Collected data:

= Beginning of Section =

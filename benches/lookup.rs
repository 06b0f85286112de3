//! Benchmarks for metadata lookup and attachment.
//!
//! Measures the hot paths of annotation frameworks: resolving a record with and without
//! inheritance fallback, and appending attributes at registration time.

extern crate declmeta;

use criterion::{criterion_group, criterion_main, Criterion};
use declmeta::prelude::*;
use std::{hint::black_box, sync::Arc};

struct Tag;

/// Build a linear inheritance chain of `depth` entities with one attribute at the root,
/// so resolution from the leaf walks the whole chain.
fn chain_fixture(depth: u32) -> (Arc<MetadataRegistry>, EntityId) {
    let model = Arc::new(EntityModel::new());
    let root = model.define("Level0", EntityKind::Type, None).unwrap();
    let mut leaf = root;
    for i in 1..depth {
        leaf = model
            .define(&format!("Level{}", i), EntityKind::Type, Some(leaf))
            .unwrap();
    }
    let registry = Arc::new(MetadataRegistry::new(model));
    registry
        .add_attribute(Arc::new(Tag), root, None, None)
        .unwrap();
    (registry, leaf)
}

/// Benchmark own-level resolution of an existing record.
fn bench_own_lookup(c: &mut Criterion) {
    let (registry, leaf) = chain_fixture(1);
    registry.get_own_instance(leaf, None, None).unwrap();

    c.bench_function("own_lookup", |b| {
        b.iter(|| {
            let record = registry.get_own_instance(black_box(leaf), None, None).unwrap();
            black_box(record)
        });
    });
}

/// Benchmark inheritance-aware resolution that walks an 8-deep chain to the root.
fn bench_inherited_lookup(c: &mut Criterion) {
    let (registry, leaf) = chain_fixture(8);

    c.bench_function("inherited_lookup_depth8", |b| {
        b.iter(|| {
            let attributes = registry.get_attributes(black_box(leaf), None).unwrap();
            black_box(attributes)
        });
    });
}

/// Benchmark attribute registration on a member-level slot.
fn bench_add_attribute(c: &mut Criterion) {
    let (registry, leaf) = chain_fixture(1);

    c.bench_function("add_attribute", |b| {
        b.iter(|| {
            registry
                .add_attribute(Arc::new(Tag), black_box(leaf), Some("speak".into()), None)
                .unwrap();
        });
    });
}

criterion_group!(
    benches,
    bench_own_lookup,
    bench_inherited_lookup,
    bench_add_attribute,
);
criterion_main!(benches);
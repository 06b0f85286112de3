//! Metadata attachment and inheritance-aware retrieval.
//!
//! This module is the heart of the crate: a registry that associates opaque attribute
//! values with program entities and their members, and resolves them later either strictly
//! or through the declared inheritance chain.
//!
//! # Key Components
//!
//! - [`EntityModel`] - Registry of the entities metadata can attach to, with explicit
//!   parent links ([`EntityId`], [`EntityKind`], [`EntityDef`])
//! - [`MemberKey`] - Canonical member key (string name or [`SymbolId`]) with normalization
//!   at the API boundary
//! - [`AccessorDescriptor`] - Informational accessor shape for property-level attachments
//! - [`MetadataRecord`] - Ordered, append-only attribute sequence owned by one slot
//! - [`MetadataRegistry`] - The attachment and lookup operations themselves
//!
//! # Typical Flow
//!
//! Annotation call sites register attributes at definition time and introspect them at
//! framework-initialization time:
//!
//! ```rust
//! use declmeta::prelude::*;
//! use std::sync::Arc;
//!
//! struct Inject { token: &'static str }
//!
//! let model = Arc::new(EntityModel::new());
//! let service = model.define("Service", EntityKind::Type, None)?;
//!
//! let registry = MetadataRegistry::new(Arc::clone(&model));
//! registry.add_attribute(
//!     Arc::new(Inject { token: "db" }),
//!     service,
//!     Some("connection".into()),
//!     None,
//! )?;
//!
//! for attribute in registry.get_attributes(service, Some("connection".into()))? {
//!     if let Some(inject) = attribute.downcast_ref::<Inject>() {
//!         println!("inject {}", inject.token);
//!     }
//! }
//! # Ok::<(), declmeta::Error>(())
//! ```

mod entity;
mod member;
mod record;
mod store;

pub use entity::{EntityDef, EntityId, EntityKind, EntityModel, EntityRc};
pub use member::{AccessorDescriptor, AccessorFlags, MemberKey, SymbolId};
pub use record::{Attribute, AttributeRc, MetadataRecord, MetadataRecordRc};
pub use store::MetadataRegistry;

= End of Section =

Goal of the exercise: Each line holding the string "time" counts once. Work out the number of such lines in the data and give only that.

Answer section: 3